Unfortunately, in these here United States, it is not a well-known liquid refreshment. Go to Florence, however, and it's so popular that it's one of only two cocktail choices at the Medici Museum Cafe. (That's right. Museums with cocktails. Do they know how to live, or what?)
The history of this drink is muddled (did I mention that the drink is quite intoxicating?). Most accounts agree that it was invented near the turn of the last century in Gasparo Campari's very own bar. (Yes _the_ Campari). It was inspired by a local lush named Camillo Negroni who ordered one every day from Gasparo.
Americans, escaping prohibition in the 20s and 30s, found the Negroni in Italy. They ordered it in such quantities that, for a time, it became known as an Americano. (Such irony. Like steak tartar being called steak americaine in France. You realize that steak tartare is raw chopped up steak with a raw egg on it, right?).
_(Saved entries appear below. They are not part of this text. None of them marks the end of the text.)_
//! Hitscan weapon held in front of the camera
//!
//! The weapon entity is posed relative to the engine camera every fixed tick,
//! with bobbing driven by the player's body, recoil after each shot and a dip
//! while reloading. Shots are rays from the camera; a hit spawns a
//! [`HitMarker`] and pushes the body that was hit.

use std::time::Duration;

use bracket_engine::foundation::math::constants::{DEG_TO_RAD, PI};
use bracket_engine::foundation::math::quaternion_from_euler;
use bracket_engine::foundation::math::utils::lerp;
use bracket_engine::prelude::*;
use nalgebra::UnitQuaternion;

use crate::hit_marker::HitMarker;
use crate::player_controls::PlayerControls;

const FIRE_READY: TimerTag = TimerTag(1);
const TRIGGER_READY: TimerTag = TimerTag(2);
const RELOADED: TimerTag = TimerTag(3);

/// HUD sink showing the ammo readout
pub const GUNINFO_SINK: &str = "guninfo";

/// Tuning of a weapon
#[derive(Debug, Clone, PartialEq)]
pub struct WeaponConfig {
    /// Shown in the ammo readout
    pub name: String,
    /// Amplitude of the walk bob
    pub bob_strength: f32,
    /// Sign of the recoil kick around the local X axis
    pub recoil_direction: f32,
    /// Kick per shot, in degrees
    pub recoil_degrees: f32,
    /// How quickly the gun follows the camera rotation
    pub rot_smoothing: f32,
    /// Ray length
    pub distance: f32,
    /// Force applied to the body that was hit
    pub force: f32,
    /// Minimum time between shots
    pub fire_rate: Duration,
    /// Length of a reload
    pub reload_time: Duration,
    /// Magazine size
    pub max_ammo: u32,
    /// One shot per click instead of automatic fire
    pub single_shot: bool,
    /// Damage per hit
    pub damage: f32,
    /// Position relative to the camera
    pub offset: Vec3,
    /// Rotation (Euler XYZ, radians) relative to the camera
    pub rot_offset: Vec3,
    /// Mesh spawned at hit points, if any
    pub hit_marker_mesh: Option<String>,
}

impl Default for WeaponConfig {
    fn default() -> Self {
        Self {
            name: "Rifle".to_string(),
            bob_strength: 0.05,
            recoil_direction: -1.0,
            recoil_degrees: 10.0,
            rot_smoothing: 15.0,
            distance: 500.0,
            force: 50_000.0,
            fire_rate: Duration::from_millis(100),
            reload_time: Duration::from_millis(2500),
            max_ammo: 30,
            single_shot: false,
            damage: 30.0,
            offset: Vec3::new(0.15, -0.3, -0.6),
            rot_offset: Vec3::new(0.0, PI, 0.0),
            hit_marker_mesh: Some("Models/Primitive/sphere.obj".to_string()),
        }
    }
}

/// Hitscan weapon component
#[derive(Debug, Clone)]
pub struct Weapon {
    config: WeaponConfig,
    ammo: u32,
    shooting: bool,
    fire: Cooldown,
    trigger: Cooldown,
    reload: Cooldown,
    current_recoil: f32,
    reload_offset: f32,
    bob_phase: f32,
    cam_rot: Option<Quat>,
    player: Option<EntityId>,
}

impl Weapon {
    /// Weapon with a full magazine
    pub fn new(config: WeaponConfig) -> Self {
        let fire = Cooldown::new(config.fire_rate, FIRE_READY);
        let trigger = Cooldown::new(config.fire_rate, TRIGGER_READY);
        let reload = Cooldown::new(config.reload_time, RELOADED);
        Self {
            ammo: config.max_ammo,
            config,
            shooting: false,
            fire,
            trigger,
            reload,
            current_recoil: 0.0,
            reload_offset: 0.0,
            bob_phase: 0.0,
            cam_rot: None,
            player: None,
        }
    }

    /// Builder pattern: Start with a partly filled magazine
    pub fn with_ammo(mut self, ammo: u32) -> Self {
        self.ammo = ammo.min(self.config.max_ammo);
        self
    }

    /// Builder pattern: Bob with this player's movement
    pub fn with_player(mut self, player: EntityId) -> Self {
        self.player = Some(player);
        self
    }

    /// Weapon tuning
    pub fn config(&self) -> &WeaponConfig {
        &self.config
    }

    /// Rounds left in the magazine
    pub fn ammo(&self) -> u32 {
        self.ammo
    }

    /// Whether the fire-rate cooldown is running
    pub fn is_busy(&self) -> bool {
        !self.fire.is_ready()
    }

    /// Whether a reload is in progress
    pub fn is_reloading(&self) -> bool {
        !self.reload.is_ready()
    }

    /// Whether the trigger is held (or a single shot is pending)
    pub fn is_shooting(&self) -> bool {
        self.shooting
    }

    /// Fire one shot from the camera
    ///
    /// Rejected while the fire-rate cooldown runs, while reloading or with an
    /// empty magazine.
    pub fn fire(&mut self, ctx: &mut Context<'_>) -> bool {
        if self.is_busy() || self.ammo == 0 || self.is_reloading() {
            return false;
        }
        self.ammo -= 1;
        self.fire.trigger(ctx);
        self.current_recoil += self.config.recoil_degrees * DEG_TO_RAD;

        let Some((origin, direction)) = ctx.camera().map(|camera| (camera.position, camera.forward())) else {
            return true;
        };
        let target = origin + direction * self.config.distance;
        let hit = ctx
            .query()
            .raycast_closest(origin, target, RayFilter::excluding(CollisionLayers::PLAYER));
        if !hit.has_hit {
            return true;
        }

        log::debug!("{} hit at {:?} ({:.1} m)", self.config.name, hit.point, hit.distance);
        if let Some(mesh) = &self.config.hit_marker_mesh {
            ctx.spawn(
                Entity::named("hit marker")
                    .with_position(hit.point)
                    .with_scale(Vec3::repeat(0.25))
                    .with_component(
                        MeshComponent::from_path(mesh.clone())
                            .with_material(Material::unlit().with_color(1.0, 0.0, 0.0))
                            .with_shadows(false, false),
                    )
                    .with_component(HitMarker::new()),
            );
        }
        if let Some(body) = hit.body {
            ctx.apply_force(body, direction * self.config.force);
        }
        true
    }

    fn start_reload(&mut self, ctx: &mut Context<'_>) {
        if self.ammo < self.config.max_ammo && self.reload.trigger(ctx) {
            log::debug!("{} reloading", self.config.name);
        }
    }

    fn player_motion(&self, ctx: &Context<'_>) -> (f32, bool) {
        let Some(player) = self.player else {
            return (0.0, false);
        };
        let speed = ctx.entity_body(player).map_or(0.0, |body| {
            Vec3::new(body.linear_velocity.x, 0.0, body.linear_velocity.z).norm()
        });
        let grounded = ctx
            .get_component(player, ComponentKind::PlayerControls)
            .and_then(|component| component.downcast_ref::<PlayerControls>())
            .is_some_and(PlayerControls::grounded);
        (speed, grounded)
    }

    fn follow_camera(&mut self, ctx: &mut Context<'_>) {
        let Some((camera_position, camera_rotation)) = ctx.camera().map(|camera| (camera.position, camera.orientation))
        else {
            return;
        };
        let step = ctx.fixed_timestep();

        let cam_rot = match self.cam_rot {
            Some(previous) => previous
                .try_slerp(&camera_rotation, (self.config.rot_smoothing * step).min(1.0), 1.0e-6)
                .unwrap_or(camera_rotation),
            None => camera_rotation,
        };
        self.cam_rot = Some(cam_rot);

        let (speed, grounded) = self.player_motion(ctx);
        let bob = if grounded && speed > 0.01 {
            self.bob_phase += speed * step;
            Vec3::new(
                self.bob_phase.sin() * self.config.bob_strength,
                (self.bob_phase * 2.0).sin().abs() * self.config.bob_strength,
                0.0,
            )
        } else {
            self.bob_phase = 0.0;
            Vec3::zeros()
        };

        let dip = Vec3::new(0.0, -0.3 * self.reload_offset, 0.0);
        let position = camera_position + cam_rot * (self.config.offset + bob + dip);

        let kick = UnitQuaternion::from_axis_angle(
            &Vec3::x_axis(),
            -self.config.recoil_direction * self.current_recoil - self.reload_offset * PI / 4.0,
        );
        let offset = quaternion_from_euler(self.config.rot_offset);

        ctx.set_position(position);
        ctx.set_orientation(&(cam_rot * kick * offset));
    }
}

impl Component for Weapon {
    fn kind(&self) -> ComponentKind {
        ComponentKind::Weapon
    }

    fn update(&mut self, ctx: &mut Context<'_>, _dt: f32) {
        let input = ctx.input();
        let pressed = input.was_button_pressed(MouseButton::Left);
        let released = input.was_button_released(MouseButton::Left);
        let reload = input.was_key_pressed(KeyCode::R);

        if pressed {
            if self.config.single_shot {
                if self.trigger.trigger(ctx) {
                    self.shooting = true;
                }
            } else {
                self.shooting = true;
            }
        }
        if released && !self.config.single_shot {
            self.shooting = false;
        }
        if reload {
            self.start_reload(ctx);
        }
    }

    fn fixed_update(&mut self, ctx: &mut Context<'_>) {
        let readout = format!("{}: {}/{}", self.config.name, self.ammo, self.config.max_ammo);
        ctx.hud_mut().set_text(GUNINFO_SINK, readout);

        if self.shooting && self.fire(ctx) && self.config.single_shot {
            self.shooting = false;
        }

        let step = ctx.fixed_timestep();
        let reloading = self.is_reloading();
        if reloading {
            self.ammo = self.config.max_ammo;
        }
        let target = if reloading { 1.0 } else { 0.0 };
        self.reload_offset = lerp(self.reload_offset, target, (10.0 * step).min(1.0));
        self.current_recoil = lerp(self.current_recoil, 0.0, (self.config.rot_smoothing * step).min(1.0));

        self.follow_camera(ctx);
    }

    fn on_timer(&mut self, _ctx: &mut Context<'_>, tag: TimerTag) {
        if self.reload.handle_timer(tag) {
            log::debug!("{} reloaded", self.config.name);
        }
        self.fire.handle_timer(tag);
        self.trigger.handle_timer(tag);
    }

    fn on_destroy(&mut self, ctx: &mut Context<'_>) {
        ctx.hud_mut().clear(GUNINFO_SINK);
    }
}

#[cfg(test)]
mod tests {
    use super::*;
    use approx::assert_relative_eq;

    fn quick_rifle() -> WeaponConfig {
        WeaponConfig {
            name: "Test".to_string(),
            fire_rate: Duration::from_millis(100),
            reload_time: Duration::from_millis(300),
            max_ammo: 5,
            hit_marker_mesh: None,
            ..WeaponConfig::default()
        }
    }

    fn armed(weapon: Weapon) -> (Engine, ManualClock, EntityId) {
        let clock = ManualClock::new();
        let mut engine = Engine::new(EngineConfig::default()).unwrap().with_clock(clock.clone());
        engine.set_camera(Camera::default());
        let gun = engine.add_game_object(Entity::named("gun").with_component(weapon));
        engine.start();
        (engine, clock, gun)
    }

    fn weapon(engine: &Engine, gun: EntityId) -> &Weapon {
        engine
            .get_component(gun, ComponentKind::Weapon)
            .and_then(|c| c.downcast_ref::<Weapon>())
            .unwrap()
    }

    fn pull_trigger(engine: &mut Engine) {
        engine.input_mut().handle_mouse_button(MouseButton::Left, true);
        engine.variable_tick();
    }

    #[test]
    fn test_rest_pose_uses_transform_euler_order() {
        let config = WeaponConfig {
            rot_offset: Vec3::new(0.3, 0.2, -0.4),
            ..quick_rifle()
        };
        let offset = config.offset;
        let (mut engine, _clock, gun) = armed(Weapon::new(config));

        engine.fixed_tick();
        let transform = engine.transform(gun).unwrap();
        assert_relative_eq!(transform.rotation, Vec3::new(0.3, 0.2, -0.4), epsilon = 1e-5);
        assert_relative_eq!(transform.position, offset, epsilon = 1e-5);
    }

    #[test]
    fn test_fire_rate_cooldown_with_last_round() {
        let (mut engine, clock, gun) = armed(Weapon::new(quick_rifle()).with_ammo(1));
        pull_trigger(&mut engine);

        engine.fixed_tick();
        assert_eq!(weapon(&engine, gun).ammo(), 0);
        assert!(weapon(&engine, gun).is_busy());

        clock.advance_millis(50);
        engine.fixed_tick();
        assert_eq!(weapon(&engine, gun).ammo(), 0);
        assert!(weapon(&engine, gun).is_busy());

        clock.advance_millis(50);
        engine.fixed_tick();
        assert!(!weapon(&engine, gun).is_busy());
    }

    #[test]
    fn test_second_shot_waits_for_fire_rate() {
        let (mut engine, clock, gun) = armed(Weapon::new(quick_rifle()).with_ammo(2));
        pull_trigger(&mut engine);

        engine.fixed_tick();
        assert_eq!(weapon(&engine, gun).ammo(), 1);

        clock.advance_millis(60);
        engine.fixed_tick();
        assert_eq!(weapon(&engine, gun).ammo(), 1);

        clock.advance_millis(40);
        engine.fixed_tick();
        assert_eq!(weapon(&engine, gun).ammo(), 0);
    }

    #[test]
    fn test_single_shot_fires_once_per_click() {
        let config = WeaponConfig {
            single_shot: true,
            ..quick_rifle()
        };
        let (mut engine, clock, gun) = armed(Weapon::new(config));
        pull_trigger(&mut engine);

        for _ in 0..5 {
            engine.fixed_tick();
            clock.advance_millis(150);
        }
        assert_eq!(weapon(&engine, gun).ammo(), 4);
    }

    #[test]
    fn test_reload_refills_every_tick_until_done() {
        let (mut engine, clock, gun) = armed(Weapon::new(quick_rifle()).with_ammo(1));
        engine.input_mut().handle_key_input(KeyCode::R, true);
        engine.variable_tick();
        assert!(weapon(&engine, gun).is_reloading());

        engine.fixed_tick();
        assert_eq!(weapon(&engine, gun).ammo(), 5);
        assert_eq!(engine.hud().text(GUNINFO_SINK), Some("Test: 1/5"));

        clock.advance_millis(300);
        engine.fixed_tick();
        assert!(!weapon(&engine, gun).is_reloading());
        assert_eq!(engine.hud().text(GUNINFO_SINK), Some("Test: 5/5"));
    }

    #[test]
    fn test_no_shots_while_reloading() {
        let (mut engine, _clock, gun) = armed(Weapon::new(quick_rifle()).with_ammo(3));
        engine.input_mut().handle_key_input(KeyCode::R, true);
        pull_trigger(&mut engine);

        engine.fixed_tick();
        let weapon = weapon(&engine, gun);
        assert!(weapon.is_reloading());
        assert!(!weapon.is_busy());
    }

    #[test]
    fn test_hit_pushes_body_and_spawns_marker() {
        let config = WeaponConfig {
            hit_marker_mesh: Some("sphere.obj".to_string()),
            ..quick_rifle()
        };
        let (mut engine, _clock, gun) = armed(Weapon::new(config));
        let target = engine.add_game_object(
            Entity::named("target")
                .with_position(Vec3::new(0.0, 0.0, -10.0))
                .with_body(BodyDesc::new(BodyShape::cuboid(1.0, 1.0, 1.0), 1.0)),
        );
        let before = engine.world().entity_count();
        pull_trigger(&mut engine);

        engine.fixed_tick();
        assert_eq!(weapon(&engine, gun).ammo(), 4);
        assert_eq!(engine.world().entity_count(), before + 1);

        let handle = engine.world().body_handle(target).unwrap();
        assert!(engine.physics().get(handle).unwrap().linear_velocity.z < 0.0);
    }

    #[test]
    fn test_destroy_clears_readout() {
        let (mut engine, _clock, gun) = armed(Weapon::new(quick_rifle()));
        engine.fixed_tick();
        assert!(engine.hud().text(GUNINFO_SINK).is_some());

        engine.remove_game_object(gun);
        assert!(engine.hud().text(GUNINFO_SINK).is_none());
    }
}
The Negroni jumped the puddle and enjoyed a flash of popularity in gin-joints and speakeasies from NY to LA. I imagine that bitter herbs and fruit lent spice to many a Walter Winchell commentary. Sadly, the martini looks better in black and white otherwise the Negroni would have been enshrined by the Thin Man and well-known to cocktail enthusiasts today.
Instead, it is all but forgotten outside of Europe. Though Campari sales are fairly strong in the US, it is hard to find a bartender stateside who knows how to concoct a proper negroni. The treasured few true mixologists will please forgive my generalizations- as they are formed from my own experience. The other day a confident bartender mixed me a negroni with 7-up. Egad. So be brave, my fellow lushes. Order the drink, share the magical proportions and spread the love.